Dial-Gate VoIP Softswitch
- Developer(s): Dialexia
- Initial release: 2006
- Stable release: 4.3
- Operating system: Windows, Linux
- Available in: English/French/Spanish
- Type: VoIP
- License: Proprietary
- Website: dialexia.com/voip-softswitch

= Dial Gate VoIP Softswitch =

Dial-Gate VoIP Softswitch is a SIP-based IP-PBX software for businesses, first released in 2006 by Canadian VoIP PBX solution provider Dialexia. The software serves as a web-based softswitch and billing server for VoIP and PSTN networks.
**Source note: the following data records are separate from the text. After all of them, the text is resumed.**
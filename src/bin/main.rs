#[cfg(feature = "cli")]
mod commands;

#[cfg(feature = "cli")]
mod cli {
    use crate::commands::{bin, concat, merge, show};
    #[cfg(feature = "dev")]
    use crate::commands::random_obs;
    use bespin::error::BespinError;
    use clap::Parser;
    use tracing::Level;

    #[derive(Parser)]
    #[command(author, version, about, long_about = None)]
    pub struct Cli {
        /// Show debug logging.
        #[arg(short, long, conflicts_with = "quiet")]
        verbose: bool,

        /// Only show warnings and errors.
        #[arg(short, long)]
        quiet: bool,

        #[command(subcommand)]
        command: Commands,
    }

    #[derive(clap::Subcommand)]
    enum Commands {
        /// Bin observation files.
        Bin(bin::BinArgs),
        /// Merge binned statistics files with the same dimensions.
        Merge(merge::MergeArgs),
        /// Concatenate binned statistics files along a dimension.
        Concat(concat::ConcatArgs),
        /// Summarize a binned statistics file, or dump its values.
        Show(show::ShowArgs),
        #[cfg(feature = "dev")]
        /// Generate a random obs file for testing and benchmarking (only with dev feature)
        RandomObs(random_obs::RandomObsArgs),
    }

    fn init_logging(cli: &Cli) {
        let level = if cli.verbose {
            Level::DEBUG
        } else if cli.quiet {
            Level::WARN
        } else {
            Level::INFO
        };
        tracing_subscriber::fmt()
            .with_max_level(level)
            .with_target(false)
            .with_writer(std::io::stderr)
            .init();
    }

    pub fn run() -> Result<(), BespinError> {
        let cli = Cli::parse();
        init_logging(&cli);
        match cli.command {
            Commands::Bin(args) => bin::run(args),
            Commands::Merge(args) => merge::run(args),
            Commands::Concat(args) => concat::run(args),
            Commands::Show(args) => show::run(args),
            #[cfg(feature = "dev")]
            Commands::RandomObs(args) => random_obs::run(args),
        }
    }
}

fn main() {
    #[cfg(feature = "cli")]
    if let Err(e) = cli::run() {
        eprintln!("Error: {}", e);
        std::process::exit(1);
    }

    #[cfg(not(feature = "cli"))]
    {
        eprintln!("CLI feature not enabled. Please rebuild with --features cli");
        std::process::exit(1);
    }
}
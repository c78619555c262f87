// binning/dimension.rs

use std::fmt;

use serde::{Deserialize, Serialize};

use crate::error::{BespinError, Result};

/// Default bounds for some common dimension names.
const DEFAULT_BOUNDS: &[(&str, (f64, f64))] =
    &[("latitude", (-90.0, 90.0)), ("longitude", (0.0, 360.0))];

/// Default units for some common dimension names.
const DEFAULT_UNITS: &[(&str, &str)] = &[("latitude", "degrees"), ("longitude", "degrees")];

fn default_bounds(name: &str) -> Option<(f64, f64)> {
    DEFAULT_BOUNDS
        .iter()
        .find(|(n, _)| *n == name)
        .map(|(_, b)| *b)
}

fn default_units(name: &str) -> Option<String> {
    DEFAULT_UNITS
        .iter()
        .find(|(n, _)| *n == name)
        .map(|(_, u)| u.to_string())
}

/// Upper limit on the edges made from a resolution.
pub const MAX_EDGES: usize = 10_000_000;

fn check_edges(name: &str, edges: &[f64]) -> Result<()> {
    if edges.len() <= 1 {
        return Err(BespinError::InvalidDimension {
            name: name.to_string(),
            reason: "at least 2 edges need to be given to define bins".to_string(),
        });
    }
    if edges.iter().any(|e| !e.is_finite()) || edges.windows(2).any(|w| w[1] <= w[0]) {
        return Err(BespinError::InvalidDimension {
            name: name.to_string(),
            reason: "edges must be finite and strictly increasing".to_string(),
        });
    }
    Ok(())
}

/// A single dimension used for binning, defined by its bin edges.
///
/// Can be created either from a fixed resolution (with bounds, which have
/// defaults for `latitude` and `longitude`), or from an explicit list of
/// monotonically increasing edges.
#[derive(Clone, Debug, Serialize, Deserialize, PartialEq)]
pub struct Dimension {
    pub name: String,
    pub units: Option<String>,
    edges: Vec<f64>,
}

impl Dimension {
    /// Create a dimension from exactly one of `edges` or `resolution`.
    /// `bounds` is only valid together with `resolution`.
    pub fn new(
        name: &str,
        edges: Option<Vec<f64>>,
        resolution: Option<f64>,
        bounds: Option<Vec<f64>>,
    ) -> Result<Self> {
        let invalid = |reason: &str| BespinError::InvalidDimension {
            name: name.to_string(),
            reason: reason.to_string(),
        };

        match (edges, resolution) {
            (Some(_), Some(_)) | (None, None) => {
                Err(invalid("must set exactly ONE of \"edges\" or \"resolution\""))
            }
            (Some(_), None) if bounds.is_some() => Err(invalid(
                "must define \"resolution\" if \"bounds\" is defined",
            )),
            (Some(edges), None) => Self::from_edges(name, edges),
            (None, Some(resolution)) => {
                let bounds = match bounds {
                    Some(b) if b.len() == 2 => Some((b[0], b[1])),
                    Some(b) => {
                        return Err(invalid(&format!(
                            "bounds should be in the form [start, end]. Incorrect value given: {:?}",
                            b
                        )))
                    }
                    None => None,
                };
                Self::from_resolution(name, resolution, bounds)
            }
        }
    }

    /// Create a dimension from explicit bin edges.
    pub fn from_edges(name: &str, edges: Vec<f64>) -> Result<Self> {
        check_edges(name, &edges)?;
        Ok(Self {
            name: name.to_string(),
            units: default_units(name),
            edges,
        })
    }

    /// Check a dimension that didn't come through a constructor, e.g. one
    /// read from a file.
    pub fn validate(&self) -> Result<()> {
        check_edges(&self.name, &self.edges)
    }

    /// Create a dimension with evenly spaced bins of width `resolution`
    /// spanning `bounds` (or the default bounds for this dimension name).
    pub fn from_resolution(
        name: &str,
        resolution: f64,
        bounds: Option<(f64, f64)>,
    ) -> Result<Self> {
        let invalid = |reason: &str| BespinError::InvalidDimension {
            name: name.to_string(),
            reason: reason.to_string(),
        };
        if !(resolution > 0.0) || !resolution.is_finite() {
            return Err(invalid("resolution must be > 0"));
        }
        let (start, end) = bounds
            .or_else(|| default_bounds(name))
            .ok_or_else(|| invalid("bounds must be provided if resolution is set"))?;

        // Edges from start to end inclusive; the half step absorbs rounding.
        let n_edges = ((end + resolution / 2.0 - start) / resolution).ceil();
        if !(n_edges >= 2.0) {
            return Err(invalid("bounds must span at least one bin"));
        }
        if n_edges > MAX_EDGES as f64 {
            return Err(invalid(&format!(
                "resolution {} gives more than {} bins",
                resolution,
                MAX_EDGES - 1
            )));
        }
        let edges = (0..n_edges as usize)
            .map(|k| start + k as f64 * resolution)
            .collect();
        Self::from_edges(name, edges)
    }

    /// Create a single-bin dimension.
    pub fn single(name: &str, lower: f64, upper: f64) -> Result<Self> {
        Self::from_edges(name, vec![lower, upper])
    }

    /// Number of bins (one less than the number of edges).
    pub fn len(&self) -> usize {
        self.edges.len() - 1
    }

    pub fn is_empty(&self) -> bool {
        self.len() == 0
    }

    pub fn edges(&self) -> &[f64] {
        &self.edges
    }

    pub fn centers(&self) -> Vec<f64> {
        self.edges.windows(2).map(|w| (w[0] + w[1]) / 2.0).collect()
    }

    /// The outer edges of the binning.
    pub fn bounds(&self) -> (f64, f64) {
        (self.edges[0], self.edges[self.edges.len() - 1])
    }

    /// Find the bin containing `value`.
    ///
    /// Bins are right-open, except for the last bin which also includes its
    /// right edge. Values outside of the bounds (or NaN) are not binned.
    pub fn bin_index(&self, value: f64) -> Option<usize> {
        let (lower, upper) = self.bounds();
        if !(value >= lower && value <= upper) {
            return None;
        }
        let idx = self.edges.partition_point(|&e| e <= value) - 1;
        Some(idx.min(self.len() - 1))
    }

    /// Join `other` onto the upper end of this dimension. The first edge of
    /// `other` must equal the last edge of `self`.
    pub fn extend(&self, other: &Dimension) -> Result<Self> {
        let (_, upper) = self.bounds();
        let (lower, _) = other.bounds();
        if self.name != other.name || self.units != other.units {
            return Err(BespinError::Incompatible(format!(
                "cannot join dimension \"{}\" with \"{}\"",
                self.name, other.name
            )));
        }
        if upper != lower {
            return Err(BespinError::Incompatible(format!(
                "dimension \"{}\" is not contiguous: {} != {}",
                self.name, upper, lower
            )));
        }
        let mut edges = self.edges.clone();
        edges.extend_from_slice(&other.edges[1..]);
        Ok(Self {
            name: self.name.clone(),
            units: self.units.clone(),
            edges,
        })
    }
}

impl std::str::FromStr for Dimension {
    type Err = BespinError;

    /// Parse a dimension from `<name>:<arg>[:<arg>]`, where each argument is
    /// one of `r=<float>` (resolution), `b=<lo>,<hi>` (bounds), or
    /// `e=<float>,<float>,...` (edges).
    ///
    /// e.g. `latitude:r=1.0`, `longitude:r=1.0:b=0,180.0`,
    /// `depth:e=0,10,20,30,50,100,500`
    fn from_str(string: &str) -> Result<Self> {
        let parse_err = || BespinError::DimensionParse(string.to_string());

        let parts: Vec<&str> = string.split(':').collect();
        if !(2..=3).contains(&parts.len()) {
            return Err(parse_err());
        }

        let name = parts[0];
        if name.is_empty()
            || !name
                .chars()
                .all(|c| c.is_alphanumeric() || c == '_' || c == '/')
        {
            return Err(parse_err());
        }

        let mut edges = None;
        let mut resolution = None;
        let mut bounds = None;
        for arg in &parts[1..] {
            let (key, value) = arg.split_once('=').ok_or_else(parse_err)?;
            let values = value
                .split(',')
                .map(|v| v.trim().parse::<f64>())
                .collect::<std::result::Result<Vec<_>, _>>()
                .map_err(|_| parse_err())?;
            let slot = match key {
                "r" if values.len() == 1 => {
                    if resolution.replace(values[0]).is_some() {
                        return Err(parse_err());
                    }
                    continue;
                }
                "b" => &mut bounds,
                "e" => &mut edges,
                _ => return Err(parse_err()),
            };
            if slot.replace(values).is_some() {
                return Err(parse_err());
            }
        }

        Dimension::new(name, edges, resolution, bounds).map_err(|_| parse_err())
    }
}

impl fmt::Display for Dimension {
    fn fmt(&self, f: &mut fmt::Formatter<'_>) -> fmt::Result {
        let (lower, upper) = self.bounds();
        write!(
            f,
            "Dimension(\"{}\", bounds=({}, {}), bins={})",
            self.name,
            lower,
            upper,
            self.len()
        )
    }
}
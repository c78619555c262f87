// bin/commands/mod.rs

pub mod bin;
pub mod concat;
pub mod merge;
#[cfg(feature = "dev")]
pub mod random_obs;
pub mod show;

use bespin::error::BespinError;
use indicatif::{ProgressBar, ProgressStyle};
use rustc_hash::FxHashSet;
use std::path::PathBuf;

/// Expand input arguments that are glob patterns. Plain paths are kept as
/// given, so a missing file is reported by whatever opens it.
pub fn expand_inputs(inputs: &[String]) -> Result<Vec<PathBuf>, BespinError> {
    let mut paths = Vec::new();
    for input in inputs {
        if !input.contains(['*', '?', '[']) {
            paths.push(PathBuf::from(input));
            continue;
        }
        let mut matches = glob::glob(input)?.collect::<Result<Vec<_>, _>>()?;
        if matches.is_empty() {
            return Err(BespinError::FileNotFound(PathBuf::from(input)));
        }
        matches.sort();
        paths.extend(matches);
    }
    Ok(paths)
}

/// Inputs must be listed once each, and there must be at least `min` of them.
pub fn check_inputs(paths: &[PathBuf], min: usize) -> Result<(), BespinError> {
    let mut seen = FxHashSet::default();
    for path in paths {
        if !seen.insert(path) {
            return Err(BespinError::StringError(format!(
                "Duplicate input file {}",
                path.display()
            )));
        }
    }
    if paths.len() < min {
        return Err(BespinError::StringError(format!(
            "At least {} input files are required, got {}",
            min,
            paths.len()
        )));
    }
    Ok(())
}

pub fn progress_bar(len: u64) -> Result<ProgressBar, BespinError> {
    let progress = ProgressBar::new(len);
    progress.set_style(
        ProgressStyle::default_bar()
            .template(
                "{spinner:.green} [{elapsed_precise}] {bar:40.cyan/blue}⟩ {pos}/{len} ({percent}%) [{eta_precise}]",
            )?
            .progress_chars("=> "),
    );
    Ok(progress)
}
// filters/domain_clip.rs

use super::{Filter, FilterContext};
use crate::error::{BespinError, Result};
use crate::obs::ObsSpace;

pub(super) const NAME: &str = "domain_clip";
const LATITUDE: &str = "latitude";
const LONGITUDE: &str = "longitude";

/// Keep only the observations inside a lat/lon polygon,
/// `domain_clip:<lat>,<lon>:<lat>,<lon>:...` (at least 3 vertices).
///
/// Negative vertex longitudes are wrapped to [0, 360), to match the obs
/// after `lon_wrap`. Polygons crossing the 0/360 meridian aren't handled.
#[derive(Clone, Debug)]
pub struct DomainClip {
    vertices: Vec<(f64, f64)>,
}

impl DomainClip {
    pub fn new(vertices: Vec<(f64, f64)>) -> Result<Self> {
        if vertices.len() < 3 {
            return Err(BespinError::InvalidFilter {
                filter: NAME.to_string(),
                reason: format!("a domain needs at least 3 points, found {}", vertices.len()),
            });
        }
        let vertices = vertices
            .into_iter()
            .map(|(lat, lon)| (lat, if lon < 0.0 { lon + 360.0 } else { lon }))
            .collect();
        Ok(Self { vertices })
    }

    pub fn from_args(args: &[&str]) -> Result<Self> {
        let vertices = args
            .iter()
            .map(|arg| {
                let invalid = || BespinError::InvalidFilter {
                    filter: NAME.to_string(),
                    reason: format!("invalid point \"{}\", expected <lat>,<lon>", arg),
                };
                let (lat, lon) = arg.split_once(',').ok_or_else(invalid)?;
                Ok((
                    lat.trim().parse::<f64>().map_err(|_| invalid())?,
                    lon.trim().parse::<f64>().map_err(|_| invalid())?,
                ))
            })
            .collect::<Result<Vec<_>>>()?;
        Self::new(vertices)
    }

    /// Whether the point lies on an edge (or vertex) of the polygon.
    fn on_boundary(&self, lat: f64, lon: f64) -> bool {
        let n = self.vertices.len();
        (0..n).any(|i| {
            let (y1, x1) = self.vertices[i];
            let (y2, x2) = self.vertices[(i + 1) % n];
            let cross = (x2 - x1) * (lat - y1) - (y2 - y1) * (lon - x1);
            cross.abs() <= f64::EPSILON * (x2 - x1).abs().max((y2 - y1).abs()).max(1.0)
                && lon >= x1.min(x2)
                && lon <= x1.max(x2)
                && lat >= y1.min(y2)
                && lat <= y1.max(y2)
        })
    }

    /// Whether the point is strictly inside the polygon. Points on its
    /// boundary are outside.
    pub fn contains(&self, lat: f64, lon: f64) -> bool {
        if self.on_boundary(lat, lon) {
            return false;
        }
        let mut inside = false;
        let n = self.vertices.len();
        for i in 0..n {
            let (yi, xi) = self.vertices[i];
            let (yj, xj) = self.vertices[(i + n - 1) % n];
            if (yi > lat) != (yj > lat) && lon < (xj - xi) * (lat - yi) / (yj - yi) + xi {
                inside = !inside;
            }
        }
        inside
    }
}

impl Filter for DomainClip {
    fn name(&self) -> &'static str {
        NAME
    }

    fn apply(&self, obs: &mut ObsSpace, _ctx: &FilterContext) -> Result<()> {
        let lats = obs.require(LATITUDE)?.values();
        let lons = obs.require(LONGITUDE)?.values();
        let keep: Vec<bool> = lats
            .iter()
            .zip(lons)
            .map(|(lat, lon)| self.contains(*lat, *lon))
            .collect();
        obs.retain_locations(&keep)
    }
}
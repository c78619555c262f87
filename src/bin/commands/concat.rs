// bin/commands/concat.rs

use super::{check_inputs, expand_inputs};
use bespin::error::BespinError;
use bespin::BinnedStatistics;
use clap::Args;
use std::path::PathBuf;
use tracing::{debug, info};

#[derive(Args)]
pub struct ConcatArgs {
    /// Binned statistics files to concatenate, or glob patterns.
    #[arg(required = true, value_name = "FILES")]
    pub inputs: Vec<String>,

    /// Output binned statistics file.
    #[arg(short, long, value_name = "concat.bespin")]
    pub output: PathBuf,

    /// Dimension to concatenate along. Only "time" is added when missing.
    #[arg(short, long, default_value = "time")]
    pub dimension: String,

    /// Overwrite the output file if it exists.
    #[arg(short = 'O', long)]
    pub overwrite: bool,
}

pub fn run(args: ConcatArgs) -> Result<(), BespinError> {
    let inputs = expand_inputs(&args.inputs)?;
    check_inputs(&inputs, 2)?;

    let binned = inputs
        .iter()
        .map(|path| {
            debug!("reading {}", path.display());
            BinnedStatistics::read(path)
        })
        .collect::<Result<Vec<_>, _>>()?;
    let concatenated = BinnedStatistics::concat_all(binned, &args.dimension)?;

    let path = concatenated.write(&args.output, args.overwrite)?;
    info!(
        "concatenated {} files along \"{}\" into {}",
        inputs.len(),
        args.dimension,
        path.display()
    );
    Ok(())
}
On June 3, 2014, the Dialexia development team announced in a client newsletter that support for Dial-Gate Softswitch versions 3.9 and earlier would cease effective September 1, 2014. The company advised customers to migrate to a currently-supported operating system in order to receive future security updates & technical support.

== Software overview ==
The Dial-Gate billing platform provides users with advanced real-time monitoring, pre-/post-paid billing, rate/route table management, and CDR report generation. It is integrated with Microsoft Exchange Server to provide voicemail unification, instant messaging and VideoOverIP. On November 19, 2014, Dialexia issued a press release announcing the integration of WebRTC capabilities to Dial Gate Softswitch PBX.